September 9, 2013 9 min read Download Report
HansvonSpakovsky
Election Law Reform Initiative Manager, Senior Legal Fellow
Hans von Spakovsky is an authority on a wide range of issues—including civil rights, civil justice, the First Amendment, immigration.

A federal district court judge in Maryland has thrown out a lawsuit by the U.S. Equal Employment Opportunity Commission (EEOC) against a family-owned company, striking a serious blow against the agency’s ill-advised and potentially unlawful new rules on criminal background checks by employers.

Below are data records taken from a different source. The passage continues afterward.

//! Generated sidebar data and its persistence.
//!
//! [`get_sidebar_data`] computes one item list per generate path;
//! [`prepare_sidebar_data`] serializes the result as a JS module into the
//! app's temp directory:
//!
//! ```text
//! export const sidebarData = {"/":["a.md",{"text":"b","prefix":"b/","children":["c.md"]}]};
//! ```

use std::path::PathBuf;

use hope_app::App;
use hope_config::path::{ensure_ending_slash, ensure_leading_slash, scope_for_prefix};
use hope_config::{SidebarChildren, SidebarItem, ThemeConfig};
use serde::ser::SerializeMap;
use serde::{Serialize, Serializer};

use crate::SidebarError;
use crate::info::get_sidebar_info;
use crate::items::get_sidebar_items;
use crate::paths::collect_generate_paths;
use crate::sorter::SidebarSorter;

/// Temp file receiving the generated module.
pub const SIDEBAR_TEMP_FILE: &str = "theme-hope/sidebar.js";

/// Generated sidebar items keyed by generate path.
///
/// Keeps insertion order; serializes as a JSON object.
#[derive(Clone, Debug, Default, PartialEq)]
pub struct SidebarData {
    entries: Vec<(String, Vec<SidebarItem>)>,
}

impl SidebarData {
    /// Create empty data.
    #[must_use]
    pub fn new() -> Self {
        Self::default()
    }

    /// Set the items of a path.
    ///
    /// An existing entry keeps its position and gets the new items.
    ///
    /// # Returns
    ///
    /// The replaced items, if the path was already present.
    pub fn insert(&mut self, path: String, items: Vec<SidebarItem>) -> Option<Vec<SidebarItem>> {
        if let Some((_, existing)) = self.entries.iter_mut().find(|(key, _)| *key == path) {
            return Some(std::mem::replace(existing, items));
        }
        self.entries.push((path, items));
        None
    }

    /// Items of a path.
    #[must_use]
    pub fn get(&self, path: &str) -> Option<&[SidebarItem]> {
        self.entries
            .iter()
            .find(|(key, _)| key == path)
            .map(|(_, items)| items.as_slice())
    }

    /// Paths in insertion order.
    pub fn paths(&self) -> impl Iterator<Item = &str> {
        self.entries.iter().map(|(key, _)| key.as_str())
    }

    /// Number of entries.
    #[must_use]
    pub fn len(&self) -> usize {
        self.entries.len()
    }

    /// Whether there are no entries.
    #[must_use]
    pub fn is_empty(&self) -> bool {
        self.entries.is_empty()
    }

    /// Full page paths of a path's items, depth first.
    ///
    /// Relative page paths are joined with the accumulated group prefixes;
    /// explicit links are listed as written.
    ///
    /// ```text
    /// "/" → ["a.md", { prefix: "b/", children: ["c.md"] }]
    ///     → ["/a.md", "/b/c.md"]
    /// ```
    #[must_use]
    pub fn resolved_links(&self, path: &str) -> Option<Vec<String>> {
        let items = self.get(path)?;
        let base = ensure_leading_slash(&ensure_ending_slash(path));
        let mut links = Vec::new();
        collect_links(items, &base, &mut links);
        Some(links)
    }

    /// Render the JS module written to the temp directory.
    ///
    /// # Errors
    ///
    /// Returns [`SidebarError::Serialize`] if serialization fails.
    pub fn to_module(&self) -> Result<String, SidebarError> {
        Ok(format!(
            "export const sidebarData = {};\n",
            serde_json::to_string(self)?
        ))
    }
}

fn join(base: &str, path: &str) -> String {
    if path.starts_with('/') {
        path.to_owned()
    } else {
        format!("{base}{path}")
    }
}

fn collect_links(items: &[SidebarItem], base: &str, links: &mut Vec<String>) {
    for item in items {
        match item {
            SidebarItem::Page(path) => links.push(join(base, path)),
            SidebarItem::Link(link) => links.push(link.link.clone()),
            SidebarItem::Group(group) => {
                let group_base = match &group.prefix {
                    Some(prefix) => join(base, prefix),
                    None => base.to_owned(),
                };
                if let Some(link) = &group.link {
                    links.push(join(&group_base, link));
                }
                if let SidebarChildren::Items(children) = &group.children {
                    collect_links(children, &group_base, links);
                }
            }
            SidebarItem::Invalid(_) => {}
        }
    }
}

impl Serialize for SidebarData {
    fn serialize<S: Serializer>(&self, serializer: S) -> Result<S::Ok, S::Error> {
        let mut map = serializer.serialize_map(Some(self.entries.len()))?;
        for (path, items) in &self.entries {
            map.serialize_entry(path, items)?;
        }
        map.end()
    }
}

/// Compute generated sidebar data for every path requesting structure.
///
/// Each path is normalized into a page scope (leading slash stripped,
/// trailing slash ensured) and scanned against the full page list. When a
/// path is collected twice, the later result wins.
///
/// If the app runs in debug mode, the computed data is logged at info level.
///
/// # Arguments
///
/// * `app` - Site build providing pages and the logger
/// * `theme_config` - Resolved theme configuration
/// * `sorter` - Sibling ordering, default when `None`
#[must_use]
pub fn get_sidebar_data(
    app: &dyn App,
    theme_config: &ThemeConfig,
    sorter: Option<&SidebarSorter>,
) -> SidebarData {
    let default_sorter = SidebarSorter::default();
    let sorter = sorter.unwrap_or(&default_sorter);
    let logger = app.logger();

    let mut data = SidebarData::new();
    for path in collect_generate_paths(theme_config, logger) {
        let scope = scope_for_prefix(&path);
        let items = get_sidebar_items(&get_sidebar_info(app.pages(), &scope, sorter));
        if data.insert(path.clone(), items).is_some() {
            tracing::debug!(path = %path, "Duplicate sidebar generate path, keeping last");
        }
    }

    if app.env().is_debug {
        match serde_json::to_string_pretty(&data) {
            Ok(json) => logger.info(&format!("Sidebar structure data: {json}")),
            Err(e) => tracing::debug!(error = %e, "Failed to format sidebar data"),
        }
    }

    data
}

/// Compute sidebar data and write it to [`SIDEBAR_TEMP_FILE`].
///
/// # Returns
///
/// Location of the written module.
///
/// # Errors
///
/// Returns [`SidebarError::App`] if the temp file cannot be written.
pub fn prepare_sidebar_data(
    app: &dyn App,
    theme_config: &ThemeConfig,
    sorter: Option<&SidebarSorter>,
) -> Result<PathBuf, SidebarError> {
    let data = get_sidebar_data(app, theme_config, sorter);
    let module = data.to_module()?;
    let path = app.write_temp(SIDEBAR_TEMP_FILE, &module)?;

    tracing::info!(entries = data.len(), path = %path.display(), "Prepared sidebar data");
    Ok(path)
}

“A Theory in Search of Facts”

In EEOC v. Freeman,[1] Judge Roger W. Titus granted summary judgment to Freeman, holding that the EEOC’s claim against the company was “a theory in search of facts to support it.”[2] The EEOC had claimed that Freeman’s facially neutral policy of running credit history and criminal background checks on prospective employees violated Title VII of the Civil Rights Act of 1964 because it had a discriminatory effect on African American and male applicants.

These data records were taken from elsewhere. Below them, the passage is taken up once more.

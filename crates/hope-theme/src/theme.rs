//! Theme factory.
//!
//! [`hope_theme`] captures theme options and returns a [`ThemeFunction`].
//! The site build calls it with the [`App`] to get a [`Theme`]; the theme
//! then takes part in the build through its lifecycle hooks.

use std::path::PathBuf;

use hope_app::App;
use hope_config::{ConfigError, ThemeConfig, ThemeOptions};
use hope_sidebar::{SidebarError, SidebarSorter, UnknownSorterKey, prepare_sidebar_data};
use serde_json::Value;

use crate::compat::convert_theme_config;

/// Theme name.
pub const THEME_NAME: &str = "vuepress-theme-hope";

/// Option holding sidebar sorter names.
const SORTER_KEY: &str = "sidebarSorter";

/// Error returned when a theme cannot be built from its options.
#[derive(Debug, thiserror::Error)]
pub enum ThemeError {
    /// Options do not resolve into a theme config.
    #[error("{0}")]
    Config(#[from] ConfigError),
    /// `sidebarSorter` names an unknown sorter.
    #[error("{0}")]
    Sorter(#[from] UnknownSorterKey),
    /// `sidebarSorter` is neither a string nor a list of strings.
    #[error("sidebarSorter must be a string or a list of strings, got {0}")]
    SorterShape(Value),
}

/// Callable theme factory.
#[derive(Clone, Debug)]
pub struct ThemeFunction {
    options: ThemeOptions,
    legacy: bool,
    sorter: Option<SidebarSorter>,
}

/// Create the theme factory.
///
/// # Arguments
///
/// * `options` - Theme options as written by the site author
/// * `legacy` - Accept legacy option names, converting them on build
#[must_use]
pub fn hope_theme(options: ThemeOptions, legacy: bool) -> ThemeFunction {
    ThemeFunction {
        options,
        legacy,
        sorter: None,
    }
}

impl ThemeFunction {
    /// Options the factory was created with, before any conversion.
    #[must_use]
    pub fn options(&self) -> &ThemeOptions {
        &self.options
    }

    /// Whether legacy compatibility mode is enabled.
    #[must_use]
    pub fn legacy(&self) -> bool {
        self.legacy
    }

    /// Use a custom sidebar sorter, overriding `sidebarSorter`.
    #[must_use]
    pub fn with_sorter(mut self, sorter: SidebarSorter) -> Self {
        self.sorter = Some(sorter);
        self
    }

    /// Build the theme for an app.
    ///
    /// # Errors
    ///
    /// Returns [`ThemeError`] if the options do not resolve.
    pub fn call(&self, app: &dyn App) -> Result<Theme, ThemeError> {
        let options = if self.legacy {
            convert_theme_config(self.options.clone())
        } else {
            self.options.clone()
        };
        let config = ThemeConfig::from_options(&options)?;
        let sorter = match &self.sorter {
            Some(sorter) => Some(sorter.clone()),
            None => sorter_from_options(&options)?,
        };

        tracing::debug!(
            legacy = self.legacy,
            locales = config.locales.len(),
            pages = app.pages().len(),
            "Built theme"
        );

        Ok(Theme {
            name: THEME_NAME,
            legacy: self.legacy,
            options,
            config,
            sorter,
        })
    }
}

/// Parse `sidebarSorter` from options.
fn sorter_from_options(options: &ThemeOptions) -> Result<Option<SidebarSorter>, ThemeError> {
    match options.get(SORTER_KEY) {
        None => Ok(None),
        Some(Value::String(name)) => Ok(Some(SidebarSorter::from_names(&[name])?)),
        Some(Value::Array(names)) => {
            let names = names
                .iter()
                .map(|name| {
                    name.as_str()
                        .ok_or_else(|| ThemeError::SorterShape(name.clone()))
                })
                .collect::<Result<Vec<_>, _>>()?;
            Ok(Some(SidebarSorter::from_names(&names)?))
        }
        Some(other) => Err(ThemeError::SorterShape(other.clone())),
    }
}

/// Theme instance for one site build.
#[derive(Debug)]
pub struct Theme {
    /// Theme name.
    pub name: &'static str,
    /// Whether legacy compatibility mode is enabled.
    pub legacy: bool,
    /// Effective options, after legacy conversion.
    pub options: ThemeOptions,
    /// Resolved per-locale configuration.
    pub config: ThemeConfig,
    sorter: Option<SidebarSorter>,
}

impl Theme {
    /// Sidebar sorter in use, `None` for the default.
    #[must_use]
    pub fn sorter(&self) -> Option<&SidebarSorter> {
        self.sorter.as_ref()
    }

    /// Hook run once pages are loaded: writes generated sidebar data.
    ///
    /// # Errors
    ///
    /// Returns [`SidebarError`] if the sidebar module cannot be written.
    pub fn on_prepared(&self, app: &dyn App) -> Result<PathBuf, SidebarError> {
        prepare_sidebar_data(app, &self.config, self.sorter.as_ref())
    }
}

The judge’s opinion should serve as a warning to other employers—such as Dollar General Corp. and BMW—that have had similar complaints filed against them: In order to win its cases and advance its agenda, the EEOC is willing to use unreliable experts, “cherry-pick” data, and dishonestly manipulate statistics.

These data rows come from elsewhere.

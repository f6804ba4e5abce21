//! Route prefix normalization helpers.
//!
//! Sidebar prefixes are written by site authors in several shapes (`/guide/`,
//! `guide`, `/guide`). Page source paths are always relative (`guide/intro.md`),
//! so prefixes are normalized before they are compared against pages.

/// Append a trailing `/` unless the path already ends with one.
///
/// The empty path is returned as `/`.
#[must_use]
pub fn ensure_ending_slash(path: &str) -> String {
    if path.ends_with('/') {
        path.to_owned()
    } else {
        format!("{path}/")
    }
}

/// Prepend a leading `/` unless the path already starts with one.
#[must_use]
pub fn ensure_leading_slash(path: &str) -> String {
    if path.starts_with('/') {
        path.to_owned()
    } else {
        format!("/{path}")
    }
}

/// Strip a single leading `/`.
#[must_use]
pub fn remove_leading_slash(path: &str) -> &str {
    path.strip_prefix('/').unwrap_or(path)
}

/// Turn a sidebar prefix into a page scope.
///
/// The scope has no leading slash and always ends with `/`, except for the
/// root scope, which is the empty string.
///
/// ```
/// use hope_config::path::scope_for_prefix;
///
/// assert_eq!(scope_for_prefix("/"), "");
/// assert_eq!(scope_for_prefix("/guide"), "guide/");
/// assert_eq!(scope_for_prefix("zh/guide/"), "zh/guide/");
/// ```
#[must_use]
pub fn scope_for_prefix(prefix: &str) -> String {
    remove_leading_slash(&ensure_ending_slash(prefix)).to_owned()
}

/// Whether a key is a valid locale path (`/` or `/xx/`).
#[must_use]
pub fn is_locale_path(path: &str) -> bool {
    path.starts_with('/') && path.ends_with('/')
}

As explained in a previous Heritage Foundation Legal Memorandum,[3] on April 25, 2012, the EEOC issued a new “Enforcement Guidance” designed to restrict the use of criminal background checks by employers. Since a criminal record is not listed as a protected characteristic of Title VII (which lists race, color, religion, sex, and national origin), this new guidance is based on a legal fiction: The EEOC assumes that because blacks and Hispanics are arrested and convicted at a higher rate than whites, consideration of job applicants’ criminal backgrounds will have a disparate impact on minorities and therefore violates the law. As Judge Titus pointed out, a “higher incarceration rate [for minorities] might cause one to fear that any use of criminal history information would be in violation of Title VII. However, this is simply not the case.”[4]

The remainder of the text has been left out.